Tuesday, September 11, 2007

Sittin', Waitin', Wishin'

Some days I wonder if I will spend my entire life waiting. Waiting in traffic, waiting in line, waiting for the adoption to come through, waiting to know which US city we'll be moving to (and when), waiting for agent news, waiting for Son #2 to outgrow his whiny phase, waiting for the motivation to exercise and the inspiration to write more and the courage to live without doubt.

Oh, and while I'm wishing for impossible things, how about a little world peace?

Do we ever stop looking forward to the Next Big Thing? Even as kids we count down the hours to birthdays, holidays, school ending, school beginning, first date, first car, first kiss.
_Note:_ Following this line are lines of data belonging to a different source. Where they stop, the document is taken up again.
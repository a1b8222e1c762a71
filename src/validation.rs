use chrono::NaiveDate;
use once_cell::sync::Lazy;
use regex::Regex;

use crate::error::{AppError, AppResult};

static EMAIL_PATTERN: Lazy<Regex> =
    Lazy::new(|| Regex::new(r"^[^\s@]+@[^\s@]+\.[^\s@]+$").expect("email pattern is valid"));

/// Entity-level checks. Implementations must not touch the store.
pub trait Validate {
    fn validate(&self) -> AppResult<()>;
}

/// Names of the fields that are absent or blank after trimming.
pub fn missing_fields<'a>(fields: &[(&'a str, Option<&str>)]) -> Vec<&'a str> {
    fields
        .iter()
        .filter(|(_, value)| value.is_none_or(|v| v.trim().is_empty()))
        .map(|(name, _)| *name)
        .collect()
}

pub fn require(fields: &[(&str, Option<&str>)]) -> AppResult<()> {
    let missing = missing_fields(fields);
    if missing.is_empty() {
        Ok(())
    } else {
        Err(AppError::validation(format!(
            "Missing required fields: {}",
            missing.join(", ")
        )))
    }
}

pub fn is_valid_email(value: &str) -> bool {
    EMAIL_PATTERN.is_match(value)
}

/// Empty or absent emails pass; anything else has to look like one.
pub fn check_email(field: &str, value: Option<&str>) -> AppResult<()> {
    match value.map(str::trim) {
        None | Some("") => Ok(()),
        Some(v) if is_valid_email(v) => Ok(()),
        Some(_) => Err(AppError::validation(format!(
            "{field} must be a valid email address"
        ))),
    }
}

/// Money and salary fields arrive as text; they must parse to a finite,
/// non-negative number.
pub fn check_amount(field: &str, value: &str) -> AppResult<f64> {
    let parsed = value
        .trim()
        .replace(',', "")
        .parse::<f64>()
        .map_err(|_| AppError::validation(format!("{field} must be a number")))?;

    if !parsed.is_finite() || parsed < 0.0 {
        return Err(AppError::validation(format!(
            "{field} must not be negative"
        )));
    }
    Ok(parsed)
}

pub fn check_date_range(start: NaiveDate, end: NaiveDate) -> AppResult<()> {
    if start > end {
        return Err(AppError::validation(
            "startDate cannot be after endDate".to_string(),
        ));
    }
    Ok(())
}

#[cfg(test)]
mod tests {
    use super::*;

    #[test]
    fn blank_and_absent_fields_are_missing() {
        let missing = missing_fields(&[
            ("firstName", Some("Ada")),
            ("lastName", Some("   ")),
            ("department", None),
            ("position", Some("Analyst")),
        ]);
        assert_eq!(missing, vec!["lastName", "department"]);
    }

    #[test]
    fn require_lists_every_missing_field() {
        let err = require(&[("salary", Some("")), ("dateHired", None)]).unwrap_err();
        assert_eq!(
            err.to_string(),
            "Missing required fields: salary, dateHired"
        );
    }

    #[test]
    fn email_pattern() {
        assert!(is_valid_email("ada@example.com"));
        assert!(is_valid_email("a.b+c@mail.co.uk"));
        assert!(!is_valid_email("ada@example"));
        assert!(!is_valid_email("ada example@x.com"));
        assert!(!is_valid_email("@x.com"));
    }

    #[test]
    fn optional_email_may_be_blank() {
        assert!(check_email("email", None).is_ok());
        assert!(check_email("email", Some("  ")).is_ok());
        assert!(check_email("email", Some("nope")).is_err());
    }

    #[test]
    fn amounts() {
        assert_eq!(check_amount("salary", "50000").unwrap(), 50000.0);
        assert_eq!(check_amount("salary", " 1,250.50 ").unwrap(), 1250.5);
        assert!(check_amount("salary", "-5").is_err());
        assert!(check_amount("salary", "lots").is_err());
        assert!(check_amount("salary", "NaN").is_err());
    }

    #[test]
    fn date_range_is_inclusive() {
        let day = |d| NaiveDate::from_ymd_opt(2026, 3, d).unwrap();
        assert!(check_date_range(day(1), day(1)).is_ok());
        assert!(check_date_range(day(1), day(4)).is_ok());
        assert!(check_date_range(day(4), day(1)).is_err());
    }
}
I have to keep reminding myself (to borrow words from the Red Hot Chili Peppers) that "this life is more than just a read through." That I should value the moment, embrace the here and now.

So, some things to be grateful for:

Honest lawyers. We found an excellent attorney to help us through the next stage of the adoption. She's a Harvard Law grad and teaches at University of the Philippines. She helped draft the domestic adoption laws currently on the books. She has a kind face and is charging us an extremely reasonable flat fee for the entire process, including the four court hearings in our immediate future. No hourly billing. No conference table the size of a football field. And she says we could be done in 7 or 8 months. Hallelujah!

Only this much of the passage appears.